Perencanaan pembangunan Indonesia disampaikan oleh Dr.Sam Ratulangi dalam
tulisannya Nationale Urgentie Program (Program Urgent Nasional) yang berisi antara lain :
 Konsolidasi demokrasi daerah otonom.
 Perimbangan anggaran belanja dan pendapatan negara.
 Nasionalisasi, pengembangan dan konsolidasi sistem pendidikan
 Pengembangan pertanian rakyat, perikanan, dan modernisasi industri rakyat dengan dasar
koperasi.
 Ekstensifikasi pembangunan dengan peralatan modern (bulldozer dll.).
 Peraturan dan kebijakan pemerintah untuk memajukan dan melindungi industri dan
perdagangan Nasional sebagai inti pembangunan Nasional.
 Pembentukan perusahaan-perusahaan industri yang menggunakan bahan karet dan
kelapa.
Dr.SamRatulangi dengan keyakinan bahwa Indonesia kelak akan merdeka dan makmur
menyampaikan :

” masih banyak rencana yang dapat dibuat, akan tetapi kesemuanya itu terbatas oleh
kesanggupan bangsa kita sendiri dan tergantung pula dari pemerintah yang memperlakukan
pemimpin-pemimpin dan pekerja-pekerja yang dengan cakap, ikhlas dan pengorbanan
membawa rakyat kita ketingkat kemakmuran “

IV. Penutup

Dari uraian buku Indonesia di Pasifik diatas maka kedudukan Indonesia dalam ekonomi dunia
dapat disarikan dalam tiga hal yaitu:

 Konsumen bagi barang-barang industri


 Produsen hasil pertanian dan bahan mentah
 Negeri yang disukai bagi investasi modal.
Keadaan tersebut secara fakta masih berlaku di Indonesia sampai saat ini dimana belum ada
perubahan yang mendasar dalam memasuki abad ke 21 ini malah ada kasus bahwa untuk bahan
mentahpun harus diimpor.

Kondisi ekonomi Indonesia saat ini sangat memprihatinkan dimana kita mempunyai hutang ke-
luar negeri yang amat besar yang diakibatkan oleh pinjaman maupun investasi yang tidak
dikelola secara benar baik oleh swasta maupun pemerintah. Pendapat Sam Ratulangi bahwa
pembangunan ekonomi Indonesia harus didasarkan pada ekonomi rakyat dan tidak
mengandalkan investasi asing mungkin dapat menjadi referensi untuk pembangunan dimasa
datang.

Selama ini dalam perencanaan pembangunan Indonesia yang dituangkan dalam beberapa
Repelita banyak ditemui contoh bahwa setiap rencana diberlakukan secara sama diseluruh
wilayah Indonesia tanpa memandang perlu penyesuaian dengan kondisi setempat, sehingga
mengakibatkan pembangunan tidak mencapai sasarannya. Masalah ini sebenarnya telah
disampaikan lama sebelum Indonesia merdeka bahwa untuk membuat perencanaan
pembangunan Indonesia, setiap daerah harus diperlakukan secara khusus.

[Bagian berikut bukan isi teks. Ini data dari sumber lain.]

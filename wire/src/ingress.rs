//! Anthropic SSE → canonical chunk adapter.
//!
//! Feeds on the raw Anthropic event stream and yields OpenAI-style chunks so
//! the rest of the system never sees provider-specific shapes. Thinking text
//! surfaces as `reasoning_content`; signatures and redacted thinking ride in
//! `thinking_blocks`; tool-use blocks become incremental `tool_calls` deltas.

use std::time::{SystemTime, UNIX_EPOCH};

use crate::anthropic::{finish_reason_for, AnthropicEvent, ContentBlock, ContentDelta};
use crate::chunk::{
    ChatCompletionChunk, ChunkChoice, Delta, DeltaFunction, DeltaToolCall, ThinkingBlockDelta,
};
use crate::sse::SseParser;
use crate::WireError;

/// Kind of the Anthropic block currently open at a given index.
#[derive(Debug, Clone, Copy, PartialEq)]
enum BlockKind {
    Text,
    /// Holds the OpenAI-side tool_calls delta index.
    ToolUse(u32),
    Thinking,
}

/// Stateful adapter for one Anthropic stream.
#[derive(Debug)]
pub struct AnthropicIngress {
    parser: SseParser,
    message_id: String,
    model: String,
    created: Option<u64>,
    /// Anthropic block index → kind.
    open_blocks: std::collections::HashMap<usize, BlockKind>,
    next_tool_index: u32,
    sent_role: bool,
    finished: bool,
}

impl Default for AnthropicIngress {
    fn default() -> Self {
        Self::new()
    }
}

impl AnthropicIngress {
    pub fn new() -> Self {
        Self {
            parser: SseParser::new(),
            message_id: String::new(),
            model: String::new(),
            created: None,
            open_blocks: std::collections::HashMap::new(),
            next_tool_index: 0,
            sent_role: false,
            finished: false,
        }
    }

    /// Pins the `created` timestamp (tests); otherwise current time is used.
    pub fn with_created(mut self, created: u64) -> Self {
        self.created = Some(created);
        self
    }

    fn created_secs(&mut self) -> u64 {
        match self.created {
            Some(c) => c,
            None => {
                let secs = SystemTime::now()
                    .duration_since(UNIX_EPOCH)
                    .map(|d| d.as_secs())
                    .unwrap_or(0);
                self.created = Some(secs);
                secs
            }
        }
    }

    fn chunk(&mut self, delta: Delta, finish_reason: Option<String>) -> ChatCompletionChunk {
        let created = self.created_secs();
        let mut delta = delta;
        if !self.sent_role {
            delta.role = Some("assistant".to_string());
            self.sent_role = true;
        }
        ChatCompletionChunk {
            id: self.message_id.clone(),
            object: "chat.completion.chunk".to_string(),
            created,
            model: self.model.clone(),
            choices: vec![ChunkChoice {
                index: 0,
                delta,
                finish_reason,
            }],
        }
    }

    /// Feeds raw SSE bytes; returns the canonical chunks completed by them.
    pub fn process(&mut self, bytes: &[u8]) -> Result<Vec<ChatCompletionChunk>, WireError> {
        let mut chunks = Vec::new();
        for record in self.parser.feed(bytes) {
            if record.data.is_empty() {
                continue;
            }
            let event: AnthropicEvent = match serde_json::from_str(&record.data) {
                Ok(ev) => ev,
                // unknown / future event types are skipped, not fatal
                Err(_) if !is_known_event(record.event.as_deref()) => continue,
                Err(e) => return Err(WireError::InvalidEvent(e)),
            };
            chunks.extend(self.handle_event(event));
        }
        Ok(chunks)
    }

    /// Translates one typed event into zero or more canonical chunks.
    pub fn handle_event(&mut self, event: AnthropicEvent) -> Vec<ChatCompletionChunk> {
        match event {
            AnthropicEvent::MessageStart { message } => {
                self.message_id = message.id;
                self.model = message.model;
                vec![self.chunk(Delta::default(), None)]
            }
            AnthropicEvent::ContentBlockStart {
                index,
                content_block,
            } => match content_block {
                ContentBlock::Text { .. } => {
                    self.open_blocks.insert(index, BlockKind::Text);
                    Vec::new()
                }
                ContentBlock::ToolUse { id, name, .. } => {
                    let tool_index = self.next_tool_index;
                    self.next_tool_index += 1;
                    self.open_blocks.insert(index, BlockKind::ToolUse(tool_index));
                    vec![self.chunk(
                        Delta {
                            tool_calls: Some(vec![DeltaToolCall {
                                index: tool_index,
                                id: Some(id),
                                call_type: Some("function".to_string()),
                                function: Some(DeltaFunction {
                                    name: Some(name),
                                    arguments: Some(String::new()),
                                }),
                            }]),
                            ..Delta::default()
                        },
                        None,
                    )]
                }
                ContentBlock::Thinking { .. } => {
                    self.open_blocks.insert(index, BlockKind::Thinking);
                    Vec::new()
                }
                ContentBlock::RedactedThinking { data } => {
                    // no delta phase: the block arrives complete
                    vec![self.chunk(
                        Delta {
                            thinking_blocks: Some(vec![ThinkingBlockDelta::RedactedThinking {
                                data,
                            }]),
                            ..Delta::default()
                        },
                        None,
                    )]
                }
            },
            AnthropicEvent::ContentBlockDelta { index, delta } => match delta {
                ContentDelta::TextDelta { text } => vec![self.chunk(
                    Delta {
                        content: Some(text),
                        ..Delta::default()
                    },
                    None,
                )],
                ContentDelta::InputJsonDelta { partial_json } => {
                    let tool_index = match self.open_blocks.get(&index) {
                        Some(BlockKind::ToolUse(i)) => *i,
                        _ => self.next_tool_index.saturating_sub(1),
                    };
                    vec![self.chunk(
                        Delta {
                            tool_calls: Some(vec![DeltaToolCall {
                                index: tool_index,
                                id: None,
                                call_type: None,
                                function: Some(DeltaFunction {
                                    name: None,
                                    arguments: Some(partial_json),
                                }),
                            }]),
                            ..Delta::default()
                        },
                        None,
                    )]
                }
                ContentDelta::ThinkingDelta { thinking } => vec![self.chunk(
                    Delta {
                        reasoning_content: Some(thinking),
                        ..Delta::default()
                    },
                    None,
                )],
                ContentDelta::SignatureDelta { signature } => vec![self.chunk(
                    Delta {
                        thinking_blocks: Some(vec![ThinkingBlockDelta::Thinking {
                            thinking: None,
                            signature: Some(signature),
                        }]),
                        ..Delta::default()
                    },
                    None,
                )],
            },
            AnthropicEvent::ContentBlockStop { index } => {
                self.open_blocks.remove(&index);
                Vec::new()
            }
            AnthropicEvent::MessageDelta { delta, .. } => {
                let finish = delta
                    .stop_reason
                    .as_deref()
                    .map(finish_reason_for)
                    .unwrap_or("stop");
                self.finished = true;
                vec![self.chunk(Delta::default(), Some(finish.to_string()))]
            }
            AnthropicEvent::MessageStop => Vec::new(),
            AnthropicEvent::Ping | AnthropicEvent::Error { .. } => Vec::new(),
        }
    }

    /// Flushes a terminal chunk if the stream ended without `message_delta`.
    pub fn finalize(&mut self) -> Vec<ChatCompletionChunk> {
        if let Some(record) = self.parser.finish() {
            if let Ok(event) = serde_json::from_str::<AnthropicEvent>(&record.data) {
                let mut chunks = self.handle_event(event);
                if !self.finished {
                    chunks.push(self.chunk(Delta::default(), Some("stop".to_string())));
                    self.finished = true;
                }
                return chunks;
            }
        }
        if self.finished || self.message_id.is_empty() {
            return Vec::new();
        }
        self.finished = true;
        vec![self.chunk(Delta::default(), Some("stop".to_string()))]
    }
}

fn is_known_event(name: Option<&str>) -> bool {
    matches!(
        name,
        Some(
            "message_start"
                | "content_block_start"
                | "content_block_delta"
                | "content_block_stop"
                | "message_delta"
                | "message_stop"
                | "error"
        )
    )
}
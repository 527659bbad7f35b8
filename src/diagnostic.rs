//! Diagnostic types for corpus loading and reference resolution.
//!
//! Broken and ambiguous links are normal data states of a note corpus, not
//! failures: they are collected here and surfaced to the CLI/report layer
//! while the build carries on. Only duplicate-id collisions abort a build
//! (see [`crate::error::LoamError::DuplicateId`]).

use serde::{Deserialize, Serialize};

use crate::ident::NoteId;

/// A non-fatal issue discovered while loading notes or resolving references.
/// One entry per occurrence, in processing order.
#[derive(Debug, Clone, PartialEq, Serialize, Deserialize)]
#[serde(tag = "kind")]
pub enum BuildDiagnostic {
    /// A reference whose target resolves to no known note. No edge is
    /// created; the renderer styles the occurrence as broken.
    BrokenLink {
        source: NoteId,
        reference: String,
    },
    /// A reference matching more than one note by suffix. An edge to the
    /// first candidate in load order is still created; the candidates are
    /// recorded so tooling can flag the ambiguity.
    AmbiguousLink {
        source: NoteId,
        reference: String,
        candidates: Vec<NoteId>,
    },
    /// A source file that could not be decoded as UTF-8 text. The note is
    /// excluded from the registry; other notes are unaffected.
    DecodeError {
        path: String,
        message: String,
    },
}

impl BuildDiagnostic {
    pub fn broken_link(source: NoteId, reference: impl Into<String>) -> Self {
        Self::BrokenLink {
            source,
            reference: reference.into(),
        }
    }

    pub fn ambiguous_link(
        source: NoteId,
        reference: impl Into<String>,
        candidates: Vec<NoteId>,
    ) -> Self {
        Self::AmbiguousLink {
            source,
            reference: reference.into(),
            candidates,
        }
    }

    pub fn decode_error(path: impl Into<String>, message: impl Into<String>) -> Self {
        Self::DecodeError {
            path: path.into(),
            message: message.into(),
        }
    }

    pub fn is_broken_link(&self) -> bool {
        matches!(self, Self::BrokenLink { .. })
    }

    pub fn is_ambiguous_link(&self) -> bool {
        matches!(self, Self::AmbiguousLink { .. })
    }

    pub fn is_decode_error(&self) -> bool {
        matches!(self, Self::DecodeError { .. })
    }
}

impl std::fmt::Display for BuildDiagnostic {
    fn fmt(&self, f: &mut std::fmt::Formatter<'_>) -> std::fmt::Result {
        match self {
            Self::BrokenLink { source, reference } => {
                write!(f, "Broken link in '{source}': [[{reference}]]")
            }
            Self::AmbiguousLink {
                source,
                reference,
                candidates,
            } => {
                let names: Vec<&str> = candidates.iter().map(|c| c.as_str()).collect();
                write!(
                    f,
                    "Ambiguous link in '{source}': [[{reference}]] matches {}",
                    names.join(", ")
                )
            }
            Self::DecodeError { path, message } => {
                write!(f, "Skipped '{path}': {message}")
            }
        }
    }
}

#[cfg(test)]
mod tests {
    use super::*;

    #[test]
    fn test_diagnostic_predicates() {
        let broken = BuildDiagnostic::broken_link(NoteId::from_canonical("x"), "missing");
        assert!(broken.is_broken_link());
        assert!(!broken.is_ambiguous_link());

        let ambiguous = BuildDiagnostic::ambiguous_link(
            NoteId::from_canonical("x"),
            "dup",
            vec![NoteId::from_canonical("a/dup"), NoteId::from_canonical("b/dup")],
        );
        assert!(ambiguous.is_ambiguous_link());

        let decode = BuildDiagnostic::decode_error("bad.md", "invalid utf-8");
        assert!(decode.is_decode_error());
    }

    #[test]
    fn test_display_names_all_candidates() {
        let diag = BuildDiagnostic::ambiguous_link(
            NoteId::from_canonical("x"),
            "dup",
            vec![NoteId::from_canonical("a/dup"), NoteId::from_canonical("b/dup")],
        );
        let rendered = diag.to_string();
        assert!(rendered.contains("a/dup"));
        assert!(rendered.contains("b/dup"));
    }

    #[test]
    fn test_serialized_form_is_tagged() {
        let diag = BuildDiagnostic::broken_link(NoteId::from_canonical("x"), "nope");
        let json = serde_json::to_string(&diag).unwrap();
        assert!(json.contains("\"kind\":\"BrokenLink\""));
    }
}
//! Corpus loading.
//!
//! Walks the input tree, decodes note files, splits front matter, and
//! populates the [`NoteRegistry`]. The walk order is sorted by path
//! components, so load order - and everything downstream that ties breaks
//! on it - is deterministic for a given tree.
//!
//! Failure isolation: an unreadable or non-UTF-8 file excludes that one
//! note and records a warning-level diagnostic; only a canonical-id
//! collision aborts the load (and it aborts before any resolution work
//! starts).

use std::{
    fs,
    path::{Path, PathBuf},
};
use walkdir::{DirEntry, WalkDir};

use crate::{
    codec::md::first_heading,
    diagnostic::BuildDiagnostic,
    error::LoamError,
    ident::{os_path_to_string, NoteId, MARKDOWN_EXTENSIONS},
    registry::{Note, NoteRegistry},
};

/// Front-matter fields the loader extracts. Anything else in the header
/// block is ignored rather than rejected.
#[derive(Debug, Clone, Default, PartialEq)]
pub struct FrontMatter {
    pub title: Option<String>,
    pub tags: Vec<String>,
    pub date: Option<String>,
}

/// A fully loaded corpus plus the per-note problems encountered on the way.
#[derive(Debug, Clone, Default)]
pub struct LoadedCorpus {
    pub registry: NoteRegistry,
    pub diagnostics: Vec<BuildDiagnostic>,
}

fn yaml_string(value: &serde_yaml::Value) -> Option<String> {
    match value {
        serde_yaml::Value::String(s) => Some(s.clone()),
        serde_yaml::Value::Number(n) => Some(n.to_string()),
        _ => None,
    }
}

/// Split a `---` fenced YAML header block off a note body.
///
/// Returns the parsed header (when present and parseable) and the remaining
/// body. A malformed header is demoted to body text with a warning; authors
/// get their content rendered either way.
pub fn split_front_matter(content: &str) -> (Option<FrontMatter>, &str) {
    let Some(rest) = content.strip_prefix("---") else {
        return (None, content);
    };
    if !rest.starts_with('\n') && !rest.starts_with("\r\n") {
        return (None, content);
    }

    // Find the closing delimiter line.
    let mut search_from = 0;
    let (yaml_src, body) = loop {
        let Some(idx) = rest[search_from..].find("\n---") else {
            return (None, content);
        };
        let delim_start = search_from + idx;
        let after = &rest[delim_start + 4..];
        if after.is_empty() {
            break (&rest[..delim_start], "");
        } else if let Some(body) = after.strip_prefix('\n') {
            break (&rest[..delim_start], body);
        } else if let Some(body) = after.strip_prefix("\r\n") {
            break (&rest[..delim_start], body);
        }
        search_from = delim_start + 4;
    };

    match serde_yaml::from_str::<serde_yaml::Value>(yaml_src) {
        Ok(value) => {
            let title = value.get("title").and_then(yaml_string);
            let date = value.get("date").and_then(yaml_string);
            let tags = match value.get("tags") {
                Some(serde_yaml::Value::String(tag)) => vec![tag.clone()],
                Some(serde_yaml::Value::Sequence(seq)) => {
                    seq.iter().filter_map(yaml_string).collect()
                }
                _ => vec![],
            };
            (Some(FrontMatter { title, tags, date }), body)
        }
        Err(err) => {
            tracing::warn!("Unparseable front matter block treated as content: {err}");
            (None, content)
        }
    }
}

fn is_hidden(entry: &DirEntry) -> bool {
    entry
        .file_name()
        .to_str()
        .map(|s| s.starts_with('.'))
        .unwrap_or(false)
}

fn is_markdown(path: &Path) -> bool {
    path.extension()
        .and_then(|ext| ext.to_str())
        .map(|ext| MARKDOWN_EXTENSIONS.iter().any(|m| ext.eq_ignore_ascii_case(m)))
        .unwrap_or(false)
}

/// Enumerate note files under `root` in deterministic component order,
/// skipping hidden files and directories.
pub fn note_files(root: &Path) -> Vec<PathBuf> {
    let mut sorted_files = WalkDir::new(root)
        .into_iter()
        .filter_entry(|e| !is_hidden(e) || e.path() == root)
        .filter_map(|e| e.ok().map(|e| e.into_path()))
        .filter(|p| p.is_file() && is_markdown(p))
        .collect::<Vec<PathBuf>>();
    sorted_files.sort_by(|a, b| a.components().cmp(b.components()));
    sorted_files.dedup();
    sorted_files
}

/// Load every note under `root` into a fresh registry.
pub fn load_corpus(root: &Path) -> Result<LoadedCorpus, LoamError> {
    if !root.is_dir() {
        return Err(LoamError::NotFound(format!(
            "corpus root {:?} is not a directory",
            root
        )));
    }

    let mut corpus = LoadedCorpus::default();
    for path in note_files(root) {
        let rel = path.strip_prefix(root)?;
        let rel_str = os_path_to_string(rel);

        let bytes = match fs::read(&path) {
            Ok(bytes) => bytes,
            Err(err) => {
                tracing::warn!("Skipping unreadable note {:?}: {err}", path);
                corpus
                    .diagnostics
                    .push(BuildDiagnostic::decode_error(&rel_str, err.to_string()));
                continue;
            }
        };
        let content = match String::from_utf8(bytes) {
            Ok(content) => content,
            Err(err) => {
                tracing::warn!("Skipping non-UTF-8 note {:?}: {err}", path);
                corpus
                    .diagnostics
                    .push(BuildDiagnostic::decode_error(&rel_str, err.to_string()));
                continue;
            }
        };

        let id = NoteId::normalize(&rel_str);
        let (front_matter, body) = split_front_matter(&content);
        let front_matter = front_matter.unwrap_or_default();
        let title = front_matter
            .title
            .or_else(|| first_heading(body))
            .unwrap_or_else(|| id.to_string());

        corpus.registry.register(Note {
            id,
            title,
            raw_body: body.to_string(),
            tags: front_matter.tags,
            date: front_matter.date,
            rel_path: rel_str,
        })?;
    }

    tracing::info!(
        "loaded {} notes ({} skipped)",
        corpus.registry.len(),
        corpus.diagnostics.len()
    );
    Ok(corpus)
}
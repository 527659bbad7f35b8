//! loam CLI tool
//!
//! Command-line interface for building a static note garden with loam-core.
//!
//! ## Commands
//!
//! - `build <path>`: build the site into an output directory
//! - `check <path>`: resolve the corpus and report diagnostics without
//!   writing anything
//!
//! With the `serve` feature, `build --serve` starts a local preview server
//! over the generated output after the build completes.

use clap::{Parser, Subcommand};
use std::path::PathBuf;

#[cfg(feature = "serve")]
mod dev_server;

use loam_core::{
    compiler::{BuildReport, SiteCompiler},
    graph,
    loader::load_corpus,
};

#[derive(Parser)]
#[command(name = "loam")]
#[command(author, version, about = "A static site generator for interlinked note gardens", long_about = None)]
struct Cli {
    #[command(subcommand)]
    command: Commands,
}

#[derive(Subcommand)]
enum Commands {
    /// Build the site: HTML pages, graph export, and search index
    Build {
        /// Input directory containing markdown notes
        input: PathBuf,

        /// Output directory
        #[arg(short, long, default_value = "_site")]
        output: PathBuf,

        /// Verbose output
        #[arg(short, long)]
        verbose: bool,

        /// Base URL for sitemap and canonical URLs (e.g. <https://username.github.io/notes>)
        /// Can also be set via the LOAM_BASE_URL environment variable
        #[arg(long)]
        base_url: Option<String>,

        /// Start a local HTTP server over the output after building
        #[cfg(feature = "serve")]
        #[arg(long)]
        serve: bool,

        /// Port for the preview server (default: 8000)
        #[cfg(feature = "serve")]
        #[arg(long, default_value = "8000")]
        port: u16,
    },

    /// Resolve the corpus and print link diagnostics without writing output
    Check {
        /// Input directory containing markdown notes
        input: PathBuf,
    },
}

fn print_report(report: &BuildReport) {
    println!("\n=== Build Results ===");
    println!("Notes: {}", report.notes);
    println!("Links: {}", report.edges);
    println!("Pages written: {}", report.pages_written);
    println!("Broken links: {}", report.broken_links);
    println!("Ambiguous links: {}", report.ambiguous_links);
    println!("Skipped files: {}", report.skipped_files);

    if !report.diagnostics.is_empty() {
        println!("\n=== Diagnostics ===");
        for diagnostic in &report.diagnostics {
            println!("  {diagnostic}");
        }
    }
}

fn main() -> Result<(), Box<dyn std::error::Error>> {
    // Initialize tracing
    tracing_subscriber::fmt()
        .with_env_filter(
            tracing_subscriber::EnvFilter::try_from_default_env()
                .unwrap_or_else(|_| tracing_subscriber::EnvFilter::new("info")),
        )
        .init();

    let cli = Cli::parse();

    match cli.command {
        Commands::Build {
            input,
            output,
            verbose,
            base_url,
            #[cfg(feature = "serve")]
            serve,
            #[cfg(feature = "serve")]
            port,
        } => {
            // Read base_url from environment if not provided via CLI
            let base_url = base_url.or_else(|| std::env::var("LOAM_BASE_URL").ok());

            if verbose {
                println!("Building: {input:?} -> {output:?}");
            }

            let compiler = SiteCompiler::new(&input, &output)?;
            let mut config = compiler.config().clone();
            if base_url.is_some() {
                config.base_url = base_url;
            }
            let compiler = SiteCompiler::with_config(&input, &output, config);
            let report = compiler.build()?;
            print_report(&report);

            #[cfg(feature = "serve")]
            if serve {
                let runtime = tokio::runtime::Builder::new_current_thread()
                    .enable_all()
                    .build()?;
                runtime.block_on(async {
                    let server = dev_server::DevServer::new(output.clone(), port);
                    server
                        .serve(async {
                            let _ = tokio::signal::ctrl_c().await;
                            println!("\nShutting down...");
                        })
                        .await
                })?;
            }

            Ok(())
        }

        Commands::Check { input } => {
            let corpus = load_corpus(&input)?;
            let build = graph::build(&corpus.registry);

            println!("\n=== Check Results ===");
            println!("Notes: {}", corpus.registry.len());
            println!("Links: {}", build.graph.edge_count());

            let mut diagnostics = corpus.diagnostics;
            diagnostics.extend(build.diagnostics);
            if diagnostics.is_empty() {
                println!("No diagnostics. All references resolve.");
            } else {
                println!("\n=== Diagnostics ===");
                for diagnostic in &diagnostics {
                    println!("  {diagnostic}");
                }
            }

            Ok(())
        }
    }
}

Bila kita telaah pemikiran Dr. Sam Ratulangi tersebut lebih dalam maka bila dibandingkan
dengan keadaan Indonesia saat ini, mungkin pendapat beliau tersebut masih relevan untuk
digunakan sebagai pertimbangan bagi perencanaan pembangunan Ekonomi Indonesia dalam
menyongsong abad ke 21.

Yang menjadi pertanyaan sekarang adalah:

Apakah pemikiran Dr.Sam Ratulangi terlalu maju setengah abad atau memang tidak ada
perubahan berarti di Indonesia selain bertambahnya penduduk.